─── Data records ───

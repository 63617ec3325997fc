//! Line sets: the fixed, ordered text a sequencer reveals.
//!
//! Each line is split once, at construction, into reveal units. A unit is
//! either a Unicode scalar value or an extended grapheme cluster, so a
//! revealed prefix always ends on a UTF-8 boundary.

use crate::error::CoreError;
use serde::{Deserialize, Serialize};
use std::str::FromStr;
use std::sync::Arc;
use unicode_segmentation::UnicodeSegmentation;

/// Step size of a reveal
#[derive(Debug, Clone, Copy, PartialEq, Eq, Hash, Default, Serialize, Deserialize)]
#[serde(rename_all = "snake_case")]
pub enum Granularity {
    /// One `char` per step
    #[default]
    Char,
    /// One extended grapheme cluster per step
    Grapheme,
}

impl Granularity {
    /// Byte offset of the end of every unit in `text`
    fn unit_ends(self, text: &str) -> Vec<usize> {
        match self {
            Self::Char => text
                .char_indices()
                .map(|(start, c)| start + c.len_utf8())
                .collect(),
            Self::Grapheme => text
                .grapheme_indices(true)
                .map(|(start, g)| start + g.len())
                .collect(),
        }
    }

    /// Config/CLI name
    #[must_use]
    pub const fn as_str(&self) -> &'static str {
        match self {
            Self::Char => "char",
            Self::Grapheme => "grapheme",
        }
    }
}

impl FromStr for Granularity {
    type Err = CoreError;

    fn from_str(s: &str) -> Result<Self, Self::Err> {
        match s.trim().to_ascii_lowercase().as_str() {
            "char" | "character" => Ok(Self::Char),
            "grapheme" => Ok(Self::Grapheme),
            other => Err(CoreError::UnknownGranularity(other.to_string())),
        }
    }
}

impl std::fmt::Display for Granularity {
    fn fmt(&self, f: &mut std::fmt::Formatter<'_>) -> std::fmt::Result {
        f.write_str(self.as_str())
    }
}

#[derive(Debug, PartialEq, Eq)]
struct Line {
    text: String,
    /// Byte offset where unit `k` ends; `ends.len()` is the unit count
    ends: Vec<usize>,
}

impl Line {
    fn new(text: String, granularity: Granularity) -> Self {
        let ends = granularity.unit_ends(&text);
        Self { text, ends }
    }

    fn prefix(&self, units: usize) -> &str {
        match units {
            0 => "",
            n if n >= self.ends.len() => &self.text,
            n => &self.text[..self.ends[n - 1]],
        }
    }

    fn unit(&self, index: usize) -> Option<&str> {
        let end = *self.ends.get(index)?;
        let start = if index == 0 { 0 } else { self.ends[index - 1] };
        Some(&self.text[start..end])
    }
}

/// Ordered, immutable sequence of lines to reveal
///
/// Cloning is cheap: all clones share the same storage.
#[derive(Debug, Clone, PartialEq, Eq)]
pub struct LineSet {
    lines: Arc<[Line]>,
    granularity: Granularity,
}

impl LineSet {
    /// Create a line set revealed one `char` at a time
    #[must_use]
    pub fn new<I, S>(lines: I) -> Self
    where
        I: IntoIterator<Item = S>,
        S: Into<String>,
    {
        Self::with_granularity(lines, Granularity::Char)
    }

    /// Create a line set with an explicit reveal unit
    #[must_use]
    pub fn with_granularity<I, S>(lines: I, granularity: Granularity) -> Self
    where
        I: IntoIterator<Item = S>,
        S: Into<String>,
    {
        let lines = lines
            .into_iter()
            .map(|line| Line::new(line.into(), granularity))
            .collect();
        Self { lines, granularity }
    }

    /// A line set with zero lines
    #[must_use]
    pub fn empty() -> Self {
        Self::new(Vec::<String>::new())
    }

    /// Split a text document into lines
    ///
    /// A trailing newline does not produce an extra empty line, interior
    /// empty lines are kept, and `\r\n` endings are accepted.
    #[must_use]
    pub fn from_text(text: &str, granularity: Granularity) -> Self {
        Self::with_granularity(text.lines(), granularity)
    }

    /// Number of lines
    #[must_use]
    pub fn len(&self) -> usize {
        self.lines.len()
    }

    /// True when there are no lines at all
    #[must_use]
    pub fn is_empty(&self) -> bool {
        self.lines.is_empty()
    }

    /// Reveal unit used for every line
    #[must_use]
    pub const fn granularity(&self) -> Granularity {
        self.granularity
    }

    /// Full text of a line
    #[must_use]
    pub fn line(&self, index: usize) -> Option<&str> {
        self.lines.get(index).map(|l| l.text.as_str())
    }

    /// Number of reveal units in a line (0 when out of bounds)
    #[must_use]
    pub fn unit_count(&self, index: usize) -> usize {
        self.lines.get(index).map_or(0, |l| l.ends.len())
    }

    /// The first `units` units of a line, clamped to the line length
    #[must_use]
    pub fn prefix(&self, index: usize, units: usize) -> &str {
        self.lines.get(index).map_or("", |l| l.prefix(units))
    }

    /// A single reveal unit
    #[must_use]
    pub fn unit(&self, index: usize, unit: usize) -> Option<&str> {
        self.lines.get(index).and_then(|l| l.unit(unit))
    }

    /// Sum of unit counts over all lines
    #[must_use]
    pub fn total_units(&self) -> usize {
        self.lines.iter().map(|l| l.ends.len()).sum()
    }

    /// Iterate over line texts in reveal order
    pub fn iter(&self) -> impl Iterator<Item = &str> + '_ {
        self.lines.iter().map(|l| l.text.as_str())
    }
}

impl Default for LineSet {
    fn default() -> Self {
        Self::empty()
    }
}

impl<S: Into<String>> FromIterator<S> for LineSet {
    fn from_iter<I: IntoIterator<Item = S>>(iter: I) -> Self {
        Self::new(iter)
    }
}

#[cfg(test)]
mod tests {
    use super::*;

    #[test]
    fn test_line_set_basic() {
        let lines = LineSet::new(["ab", "", "c"]);
        assert_eq!(lines.len(), 3);
        assert!(!lines.is_empty());
        assert_eq!(lines.line(0), Some("ab"));
        assert_eq!(lines.line(1), Some(""));
        assert_eq!(lines.line(3), None);
        assert_eq!(lines.unit_count(0), 2);
        assert_eq!(lines.unit_count(1), 0);
        assert_eq!(lines.unit_count(9), 0);
        assert_eq!(lines.total_units(), 3);
    }

    #[test]
    fn test_line_set_empty() {
        let lines = LineSet::empty();
        assert!(lines.is_empty());
        assert_eq!(lines.total_units(), 0);
        assert_eq!(lines, LineSet::default());
    }

    #[test]
    fn test_prefix_clamps() {
        let lines = LineSet::new(["hello"]);
        assert_eq!(lines.prefix(0, 0), "");
        assert_eq!(lines.prefix(0, 3), "hel");
        assert_eq!(lines.prefix(0, 5), "hello");
        assert_eq!(lines.prefix(0, 50), "hello");
        assert_eq!(lines.prefix(4, 2), "");
    }

    #[test]
    fn test_char_units_respect_utf8() {
        let lines = LineSet::new(["héllo·"]);
        assert_eq!(lines.unit_count(0), 6);
        assert_eq!(lines.prefix(0, 2), "hé");
        assert_eq!(lines.unit(0, 5), Some("·"));
        assert_eq!(lines.unit(0, 6), None);
    }

    #[test]
    fn test_grapheme_units_keep_clusters() {
        // "e" + combining acute accent is one grapheme but two chars
        let text = "e\u{301}x";
        let by_char = LineSet::new([text]);
        let by_grapheme = LineSet::with_granularity([text], Granularity::Grapheme);

        assert_eq!(by_char.unit_count(0), 3);
        assert_eq!(by_grapheme.unit_count(0), 2);
        assert_eq!(by_grapheme.prefix(0, 1), "e\u{301}");
        assert_eq!(by_grapheme.granularity(), Granularity::Grapheme);
    }

    #[test]
    fn test_from_text() {
        let lines = LineSet::from_text("a\n\nb\n", Granularity::Char);
        assert_eq!(lines.iter().collect::<Vec<_>>(), vec!["a", "", "b"]);

        let crlf = LineSet::from_text("x\r\ny", Granularity::Char);
        assert_eq!(crlf.iter().collect::<Vec<_>>(), vec!["x", "y"]);

        assert!(LineSet::from_text("", Granularity::Char).is_empty());
    }

    #[test]
    fn test_clone_shares_storage() {
        let lines = LineSet::new(["a", "b"]);
        let copy = lines.clone();
        assert!(Arc::ptr_eq(&lines.lines, &copy.lines));
    }

    #[test]
    fn test_collect() {
        let lines: LineSet = vec!["x".to_string(), "y".to_string()].into_iter().collect();
        assert_eq!(lines.len(), 2);
    }

    #[test]
    fn test_granularity_parse() {
        assert_eq!("char".parse::<Granularity>().unwrap(), Granularity::Char);
        assert_eq!(" Grapheme ".parse::<Granularity>().unwrap(), Granularity::Grapheme);
        assert!("word".parse::<Granularity>().is_err());
        assert_eq!(Granularity::Grapheme.to_string(), "grapheme");
    }
}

───

• [To do] Among the lines of the data, which ones contain the word "Debug"? Show them.

• [Answer to the problem]
#[derive(Debug, Clone, Copy, PartialEq, Eq, Hash, Default, Serialize, Deserialize)]
#[derive(Debug, PartialEq, Eq)]
#[derive(Debug, Clone, PartialEq, Eq)]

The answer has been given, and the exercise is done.